Hawks Use Pompeo in Horse-Trading Over Iran Policy

WASHINGTON (AP) — Iran hawks in Congress have leveraged Secretary of State Mike Pompeo’s interest in a Senate run to win a key concession from the Trump administration that could help kill the nuclear deal with Tehran.

Late last week, the State Department agreed to release part of an internal legal opinion that says the United States has the right to demand that all U.N. sanctions on Iran be reinstated, despite President Donald Trump’s pulling out of the nuclear deal. In exchange, Sen. Ted Cruz, R-Texas, lifted his hold on the nomination for Stephen Biegun to serve as the State Department’s No. 2 official, according to an administration official and a congressional aide.

Cruz’s hold on Biegun not only put his nomination in jeopardy, it risked upending a relatively seamless transition at the State Department if Pompeo steps down to run for Senate in Kansas. Without Biegun in place, the top job at State would likely have gone on an interim basis to David Hale, a career official who testified in the impeachment inquiry of Trump.

U.S. Secretary of State Mike Pompeo talks during an Oct. 5, 2019 news conference. (AP Photo/Thanassis Stavrakis)

The behind-the-scenes drama raises new questions about Pompeo’s future as the nation’s top diplomat. A former congressman and Trump’s first CIA director, Pompeo has been weighing a Senate campaign in his home state for months, though officials say no decision has been made.

The matter highlights the extent to which some Republicans in Washington are still pushing to dismantle remaining elements of the Iran nuclear accord more than a year after the United States withdrew. The State Department legal opinion will be used by Cruz and others in coming weeks to argue that Washington can still force the reimposition of U.N. sanctions set to expire next year.

Cruz placed the hold on the nomination for Biegun, the U.S. special representative for North Korea, pending release of the Iran opinion. Cruz is an ally of the White House and one of the most hawkish lawmakers in Congress on Iran.

The hold would have scrambled the pecking order at the State Department should Pompeo depart for a Senate campaign.

Deputy Secretary of State John Sullivan was confirmed on Thursday to be the next U.S. ambassador to Russia. The third-ranking official is Hale, the most senior department official to testify in the impeachment investigation. He shed light on the decision to oust Marie Yovanovitch from her post as ambassador to Ukraine, and the department’s decision to not defend her.

After considering the possibility that Hale would become acting secretary of state with Sullivan off to Moscow and Biegun’s nomination on hold, the department relented and released the Iran memo, according to the administration official and congressional aide.

Hours later, Cruz lifted his hold on Biegun.

The administration official and congressional aide were not authorized to discuss the matter publicly and spoke on condition of anonymity.

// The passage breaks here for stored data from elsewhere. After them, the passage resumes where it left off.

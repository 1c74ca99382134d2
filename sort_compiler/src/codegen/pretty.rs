//! Human readable rendering of a postfix stream

use super::error::CodegenResult;
use super::stack::{evaluate, PostfixBackend};
use crate::grammar::FieldRef;
use crate::tokens::{Operator, Token};

/// Intermediate display value
#[derive(Debug, Clone, PartialEq)]
enum DisplayValue {
    Number(f64),
    /// Single field reference, possibly negated
    Term(String),
    /// Multi-term text that needs brackets under a tighter operator
    Compound(String),
}

impl DisplayValue {
    fn into_text(self) -> String {
        match self {
            Self::Number(value) => value.to_string(),
            Self::Term(text) | Self::Compound(text) => text,
        }
    }

    /// Text of this value as an operand of `operator`
    fn operand_text(self, operator: Operator) -> String {
        match self {
            Self::Compound(text) if operator != Operator::Add => format!("({})", text),
            other => other.into_text(),
        }
    }
}

struct PrettyBackend;

impl PostfixBackend for PrettyBackend {
    type Value = DisplayValue;

    fn number(&self, value: f64) -> DisplayValue {
        DisplayValue::Number(value)
    }

    fn operand(&self, name: &str) -> DisplayValue {
        DisplayValue::Term(FieldRef::new(name).display_name())
    }

    fn unary(&self, _operator: Operator, operand: DisplayValue) -> CodegenResult<DisplayValue> {
        Ok(match operand {
            DisplayValue::Number(value) => DisplayValue::Number(-value),
            DisplayValue::Term(text) if !text.starts_with('-') => {
                DisplayValue::Term(format!("-{}", text))
            }
            DisplayValue::Term(text) | DisplayValue::Compound(text) => {
                DisplayValue::Term(format!("-({})", text))
            }
        })
    }

    fn binary(
        &self,
        operator: Operator,
        lhs: DisplayValue,
        rhs: DisplayValue,
    ) -> CodegenResult<DisplayValue> {
        if let (DisplayValue::Number(l), DisplayValue::Number(r)) = (&lhs, &rhs) {
            return Ok(DisplayValue::Number(operator.apply(*l, *r)));
        }

        Ok(DisplayValue::Compound(format!(
            "{} {} {}",
            lhs.operand_text(operator),
            operator.symbol(),
            rhs.operand_text(operator)
        )))
    }
}

/// Render a postfix stream as display text
pub fn render(postfix: &[Token]) -> CodegenResult<String> {
    evaluate(&PrettyBackend, postfix).map(DisplayValue::into_text)
}

#[cfg(test)]
mod tests {
    use super::*;
    use crate::symbols::ResistNameSet;
    use crate::syntax::PostfixParser;

    fn pretty(input: &str) -> String {
        let resists = ResistNameSet::with_standard_resists();
        let stream = crate::lexical::tokenize(input, &resists).unwrap();
        let postfix = PostfixParser::new().to_postfix(&stream).unwrap();
        render(&postfix).unwrap()
    }

    fn is_balanced(text: &str) -> bool {
        let mut depth = 0i32;
        for ch in text.chars() {
            match ch {
                '(' => depth += 1,
                ')' => depth -= 1,
                _ => {}
            }
            if depth < 0 {
                return false;
            }
        }
        depth == 0
    }

    #[test]
    fn test_display_names() {
        assert_eq!(pretty("Ice"), "Ice Res");
        assert_eq!(pretty("All + Health"), "All Res + Health Res");
        assert_eq!(pretty("damage"), "Avg Damage");
        assert_eq!(pretty("strength"), "Str");
    }

    #[test]
    fn test_compound_operands_are_bracketed() {
        assert_eq!(pretty("INT - (DEX + STR)"), "Int - (Dex + Str)");
        assert_eq!(pretty("(str + dex) * 2"), "(Str + Dex) * 2");
        assert_eq!(pretty("str + dex * 2"), "Str + Dex * 2");
        assert_eq!(pretty("str + (dex + luk)"), "Str + Dex + Luk");
    }

    #[test]
    fn test_constants_are_folded() {
        assert_eq!(pretty("str * (2 + 3)"), "Str * 5");
        assert_eq!(pretty("str / (1 / 2)"), "Str / 0.5");
        assert_eq!(pretty("str * -2"), "Str * -2");
    }

    #[test]
    fn test_negation() {
        assert_eq!(pretty("-str"), "-Str");
        assert_eq!(pretty("- -str"), "-(-Str)");
        assert_eq!(pretty("-(str + dex)"), "-(Str + Dex)");
        assert_eq!(pretty("-str * dex"), "-Str * Dex");
    }

    #[test]
    fn test_macros_render_expanded() {
        assert_eq!(pretty("mpm"), "(Melee + Pierce + Magic) / 3");
    }

    #[test]
    fn test_output_is_bracket_balanced() {
        for input in [
            "INT - (DEX + STR)",
            "((str)) * (dex - (luk / 2))",
            "-(mpm - bpd) * fire",
            "str",
        ] {
            assert!(is_balanced(&pretty(input)), "unbalanced output for {}", input);
        }
    }
}
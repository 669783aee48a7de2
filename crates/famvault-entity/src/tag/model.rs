//! Tag entity models.

use chrono::{DateTime, Utc};
use serde::{Deserialize, Serialize};
use sqlx::FromRow;

use famvault_core::types::{FamilyId, FileId, MemberId, TagId};

/// A label files can carry.
///
/// Tag names are unique per family, case-insensitive; creating or renaming
/// to a taken name is a conflict.
#[derive(Debug, Clone, Serialize, Deserialize, FromRow)]
pub struct Tag {
    /// Unique tag identifier.
    pub id: TagId,
    /// The family this tag belongs to.
    pub family_id: FamilyId,
    /// Tag name.
    pub name: String,
    /// Optional display color (e.g., `"#ff8800"`).
    pub color: Option<String>,
    /// The member who created the tag.
    pub created_by: MemberId,
    /// When the tag was created.
    pub created_at: DateTime<Utc>,
}

/// A file/tag association. Unique per (file, tag); tagging is idempotent.
#[derive(Debug, Clone, Serialize, Deserialize, FromRow)]
pub struct FileTag {
    /// The tagged file.
    pub file_id: FileId,
    /// The applied tag.
    pub tag_id: TagId,
    /// When the association was created.
    pub created_at: DateTime<Utc>,
}
//! Blob storage configuration.

use serde::{Deserialize, Serialize};

/// Top-level blob storage configuration.
#[derive(Debug, Clone, Serialize, Deserialize)]
pub struct StorageConfig {
    /// Blob store backend to use. Only `"local"` ships today.
    #[serde(default = "default_backend")]
    pub backend: String,
    /// Local filesystem blob store configuration.
    #[serde(default)]
    pub local: LocalStorageConfig,
}

/// Local filesystem blob store configuration.
#[derive(Debug, Clone, Serialize, Deserialize)]
pub struct LocalStorageConfig {
    /// Root path under which blobs are stored.
    #[serde(default = "default_local_root")]
    pub root_path: String,
}

impl Default for StorageConfig {
    fn default() -> Self {
        Self {
            backend: default_backend(),
            local: LocalStorageConfig::default(),
        }
    }
}

impl Default for LocalStorageConfig {
    fn default() -> Self {
        Self {
            root_path: default_local_root(),
        }
    }
}

fn default_backend() -> String {
    "local".to_string()
}

fn default_local_root() -> String {
    "./data/blobs".to_string()
}
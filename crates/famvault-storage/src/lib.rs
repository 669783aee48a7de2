//! # famvault-storage
//!
//! Blob storage backends for FamVault. The metadata layer refers to
//! blobs by opaque storage keys; this crate maps those keys onto an
//! actual backend.

use std::sync::Arc;

use famvault_core::config::StorageConfig;
use famvault_core::error::AppError;
use famvault_core::result::AppResult;
use famvault_core::traits::storage::BlobStore;

pub mod local;
pub mod memory;

pub use local::LocalBlobStore;
pub use memory::MemoryBlobStore;

/// Open the blob store the configuration names.
pub async fn open_blob_store(config: &StorageConfig) -> AppResult<Arc<dyn BlobStore>> {
    match config.backend.as_str() {
        "local" => {
            let store = LocalBlobStore::new(&config.local.root_path).await?;
            Ok(Arc::new(store))
        }
        other => Err(AppError::configuration(format!(
            "Unknown storage backend: {other}"
        ))),
    }
}
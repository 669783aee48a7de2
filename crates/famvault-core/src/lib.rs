//! # famvault-core
//!
//! Core crate for FamVault. Contains traits, configuration schemas,
//! typed identifiers, and the unified error system.
//!
//! This crate has **no** internal dependencies on other FamVault crates.

pub mod config;
pub mod error;
pub mod result;
pub mod traits;
pub mod types;

pub use error::AppError;
pub use result::AppResult;
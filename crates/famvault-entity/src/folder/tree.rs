//! Folder tree structures for hierarchical display.

use std::collections::HashMap;

use serde::{Deserialize, Serialize};

use famvault_core::types::FolderId;

use super::kind::FolderKind;
use super::model::Folder;

/// A node in a folder tree.
#[derive(Debug, Clone, Serialize, Deserialize)]
pub struct FolderNode {
    /// Folder ID.
    pub id: FolderId,
    /// Folder name.
    pub name: String,
    /// Folder kind.
    pub kind: FolderKind,
    /// Materialized path.
    pub path: String,
    /// Child folder nodes, sorted by name.
    pub children: Vec<FolderNode>,
}

impl From<&Folder> for FolderNode {
    fn from(folder: &Folder) -> Self {
        Self {
            id: folder.id,
            name: folder.name.clone(),
            kind: folder.kind,
            path: folder.path.clone(),
            children: Vec::new(),
        }
    }
}

/// A folder tree assembled from a flat folder listing.
#[derive(Debug, Clone, Serialize, Deserialize)]
pub struct FolderTree {
    /// The root node(s) of the tree. A whole-family tree has one root;
    /// a subtree query may surface several top-level nodes.
    pub roots: Vec<FolderNode>,
    /// Total number of folders in the tree.
    pub total_folders: u64,
}

impl FolderTree {
    /// Create an empty folder tree.
    pub fn empty() -> Self {
        Self {
            roots: Vec::new(),
            total_folders: 0,
        }
    }

    /// Assemble a tree from a flat set of folders.
    ///
    /// Folders whose parent is absent from the input become top-level
    /// nodes, which is what a subtree query expects.
    pub fn from_folders(mut folders: Vec<Folder>) -> Self {
        let total_folders = folders.len() as u64;
        // Deepest first, so every node's children are attached before the
        // node itself is attached to its parent.
        folders.sort_by(|a, b| b.depth().cmp(&a.depth()));

        let mut nodes: HashMap<FolderId, FolderNode> =
            folders.iter().map(|f| (f.id, FolderNode::from(f))).collect();

        let mut roots = Vec::new();
        for folder in &folders {
            let Some(node) = nodes.remove(&folder.id) else {
                continue;
            };
            match folder
                .parent_id
                .and_then(|pid| nodes.get_mut(&pid))
            {
                Some(parent) => parent.children.push(node),
                None => roots.push(node),
            }
        }

        for root in &mut roots {
            sort_children(root);
        }
        roots.sort_by(|a, b| a.name.cmp(&b.name));

        Self {
            roots,
            total_folders,
        }
    }
}

fn sort_children(node: &mut FolderNode) {
    node.children.sort_by(|a, b| a.name.cmp(&b.name));
    for child in &mut node.children {
        sort_children(child);
    }
}
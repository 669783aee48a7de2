//! Stored file entity model.

use chrono::{DateTime, Utc};
use serde::{Deserialize, Serialize};
use sqlx::FromRow;

use famvault_core::types::{FamilyId, FileId, FolderId, MemberId};

/// A file stored in FamVault.
///
/// The bytes live behind the blob store under `storage_key`; this row is
/// the metadata the hierarchy, permission, and rule components operate on.
#[derive(Debug, Clone, Serialize, Deserialize, FromRow)]
pub struct StoredFile {
    /// Unique file identifier.
    pub id: FileId,
    /// The family that owns this file.
    pub family_id: FamilyId,
    /// The folder containing this file. A file always belongs to exactly
    /// one existing folder in the same family.
    pub folder_id: FolderId,
    /// The file name (including extension).
    pub name: String,
    /// MIME type of the file.
    pub mime_type: Option<String>,
    /// File size in bytes.
    pub size_bytes: i64,
    /// Opaque reference to the bytes in the blob store.
    pub storage_key: String,
    /// SHA-256 checksum of the file content.
    pub checksum_sha256: Option<String>,
    /// The member who uploaded the file.
    pub uploaded_by: MemberId,
    /// When the file was created.
    pub created_at: DateTime<Utc>,
    /// When the file was last updated.
    pub updated_at: DateTime<Utc>,
}

impl StoredFile {
    /// Get the file extension (lowercase), if any.
    pub fn extension(&self) -> Option<String> {
        self.name
            .rsplit('.')
            .next()
            .filter(|ext| *ext != self.name)
            .map(|ext| ext.to_lowercase())
    }
}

The Iran opinion will be used by Cruz and other Iran deal opponents to argue that the United States should invoke a “snapback” mechanism for U.N. sanctions that is allowed under the Security Council resolution regarding the 2015 agreement known as the Joint Comprehensive Plan of Action, or JCPOA. Snapback would mean reimposition of all U.N. sanctions against Iran, including an arms embargo and travel bans on specific Iranian officials that are due to expire in October 2020.

Under Security Council Resolution 2231, any “participant state” in the agreement may invoke the snapback if Iran is found to be in “significant non-performance” with the agreement. Although Trump withdrew the United States from the nuclear deal last year, the resolution names the participants as those countries that originally negotiated it: Britain, China, France, Germany, Russia, the United States and the European Union, along with Iran.

Deal supporters have said that Trump’s withdrawal means the United States is no longer a participant and is thus ineligible to invoke the snapback mechanism. Critics of the accord maintain the language of the Security Council resolution would allow it.

The State Department’s legal opinion leans in favor of that latter argument, saying the United States has a legal avenue to demand the restoration of the U.N. sanctions.

“As the United States is an original JCPOA participant identified in (the U.N. resolution), there is a legally available argument we can assert that the United States can initiate the snapback process under UNSCR 2231 by submitting a notification to the Security Council of an issue that the United States believes constitutes significant non-performance,” the State Department opinion says.